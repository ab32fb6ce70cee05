use std::collections::HashMap;
use std::sync::{Arc, Mutex, MutexGuard};
use std::time::Duration;

use futures::future::BoxFuture;
use serde_json::{json, Value};

use tokenflow_core::error::{FlowError, Result};
use tokenflow_core::traits::{Executor, TaskRequest};

type Responder = Arc<dyn Fn(&TaskRequest) -> Result<Value> + Send + Sync>;

#[derive(Clone)]
struct Script {
    respond: Responder,
    delay: Duration,
    branch_delays: HashMap<u32, Duration>,
    hang: bool,
}

impl Default for Script {
    fn default() -> Self {
        Self {
            respond: Arc::new(|_| Ok(json!({}))),
            delay: Duration::ZERO,
            branch_delays: HashMap::new(),
            hang: false,
        }
    }
}

/// Executor driven by per-node scripts. Unscripted nodes answer `{}`.
///
/// Delays use `tokio::time::sleep`, so tests under `start_paused` advance
/// through them deterministically.
#[derive(Default)]
pub struct ScriptedExecutor {
    scripts: HashMap<String, Script>,
    calls: Mutex<Vec<TaskRequest>>,
    /// Calls whose future ran to the end, in completion order.
    finished: Mutex<Vec<TaskRequest>>,
}

impl ScriptedExecutor {
    pub fn new() -> Self {
        Self::default()
    }

    fn script(&mut self, node_ref: &str) -> &mut Script {
        self.scripts.entry(node_ref.to_string()).or_default()
    }

    /// Answer tasks at `node_ref` with `f(request)`.
    pub fn on<F>(mut self, node_ref: &str, f: F) -> Self
    where
        F: Fn(&TaskRequest) -> Result<Value> + Send + Sync + 'static,
    {
        self.script(node_ref).respond = Arc::new(f);
        self
    }

    /// Answer tasks at `node_ref` with a fixed value.
    pub fn returning(self, node_ref: &str, output: Value) -> Self {
        self.on(node_ref, move |_| Ok(output.clone()))
    }

    /// Answer tasks at `node_ref` with one value per branch index.
    pub fn per_branch(self, node_ref: &str, outputs: Vec<Value>) -> Self {
        self.on(node_ref, move |req| {
            let idx = req.branch.as_ref().map_or(0, |b| b.branch_index as usize);
            Ok(outputs.get(idx).cloned().unwrap_or(Value::Null))
        })
    }

    /// Fail every task at `node_ref`.
    pub fn failing(self, node_ref: &str, message: &str) -> Self {
        let message = message.to_string();
        self.on(node_ref, move |req| {
            Err(FlowError::TaskExecutionFailed {
                token_id: req.token_id.to_string(),
                node_ref: req.node_ref.clone(),
                message: message.clone(),
            })
        })
    }

    pub fn delayed(mut self, node_ref: &str, delay: Duration) -> Self {
        self.script(node_ref).delay = delay;
        self
    }

    /// Delay only the branch with `branch_index` at `node_ref`.
    pub fn branch_delay(mut self, node_ref: &str, branch_index: u32, delay: Duration) -> Self {
        self.script(node_ref).branch_delays.insert(branch_index, delay);
        self
    }

    /// Tasks at `node_ref` never finish.
    pub fn hanging(mut self, node_ref: &str) -> Self {
        self.script(node_ref).hang = true;
        self
    }

    /// Every request received so far, in dispatch order.
    pub fn calls(&self) -> Vec<TaskRequest> {
        self.lock_calls().clone()
    }

    pub fn calls_for(&self, node_ref: &str) -> Vec<TaskRequest> {
        self.lock_calls()
            .iter()
            .filter(|r| r.node_ref == node_ref)
            .cloned()
            .collect()
    }

    pub fn finished_for(&self, node_ref: &str) -> Vec<TaskRequest> {
        self.finished
            .lock()
            .unwrap_or_else(|e| e.into_inner())
            .iter()
            .filter(|r| r.node_ref == node_ref)
            .cloned()
            .collect()
    }

    fn lock_calls(&self) -> MutexGuard<'_, Vec<TaskRequest>> {
        self.calls.lock().unwrap_or_else(|e| e.into_inner())
    }
}

impl Executor for ScriptedExecutor {
    fn dispatch_task(&self, request: TaskRequest) -> BoxFuture<'_, Result<Value>> {
        self.lock_calls().push(request.clone());
        let script = self.scripts.get(&request.node_ref).cloned().unwrap_or_default();
        Box::pin(async move {
            let delay = request
                .branch
                .as_ref()
                .and_then(|b| script.branch_delays.get(&b.branch_index).copied())
                .unwrap_or(script.delay);
            if !delay.is_zero() {
                tokio::time::sleep(delay).await;
            }
            if script.hang {
                std::future::pending::<()>().await;
            }
            let result = (script.respond)(&request);
            self.finished
                .lock()
                .unwrap_or_else(|e| e.into_inner())
                .push(request);
            result
        })
    }
}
------------------------------------------------------------
Task instructions:
From the start of the data to the line that holds "let idx = req.branch.as_ref().map_or(0, |b|", retype each line exactly, with both ends included.

Task response:
repository ab32fb6ce70cee05
use std::collections::HashMap;
use std::sync::{Arc, Mutex, MutexGuard};
use std::time::Duration;

use futures::future::BoxFuture;
use serde_json::{json, Value};

use tokenflow_core::error::{FlowError, Result};
use tokenflow_core::traits::{Executor, TaskRequest};

type Responder = Arc<dyn Fn(&TaskRequest) -> Result<Value> + Send + Sync>;

#[derive(Clone)]
struct Script {
    respond: Responder,
    delay: Duration,
    branch_delays: HashMap<u32, Duration>,
    hang: bool,
}

impl Default for Script {
    fn default() -> Self {
        Self {
            respond: Arc::new(|_| Ok(json!({}))),
            delay: Duration::ZERO,
            branch_delays: HashMap::new(),
            hang: false,
        }
    }
}

/// Executor driven by per-node scripts. Unscripted nodes answer `{}`.
///
/// Delays use `tokio::time::sleep`, so tests under `start_paused` advance
/// through them deterministically.
#[derive(Default)]
pub struct ScriptedExecutor {
    scripts: HashMap<String, Script>,
    calls: Mutex<Vec<TaskRequest>>,
    /// Calls whose future ran to the end, in completion order.
    finished: Mutex<Vec<TaskRequest>>,
}

impl ScriptedExecutor {
    pub fn new() -> Self {
        Self::default()
    }

    fn script(&mut self, node_ref: &str) -> &mut Script {
        self.scripts.entry(node_ref.to_string()).or_default()
    }

    /// Answer tasks at `node_ref` with `f(request)`.
    pub fn on<F>(mut self, node_ref: &str, f: F) -> Self
    where
        F: Fn(&TaskRequest) -> Result<Value> + Send + Sync + 'static,
    {
        self.script(node_ref).respond = Arc::new(f);
        self
    }

    /// Answer tasks at `node_ref` with a fixed value.
    pub fn returning(self, node_ref: &str, output: Value) -> Self {
        self.on(node_ref, move |_| Ok(output.clone()))
    }

    /// Answer tasks at `node_ref` with one value per branch index.
    pub fn per_branch(self, node_ref: &str, outputs: Vec<Value>) -> Self {
        self.on(node_ref, move |req| {
            let idx = req.branch.as_ref().map_or(0, |b| b.branch_index as usize);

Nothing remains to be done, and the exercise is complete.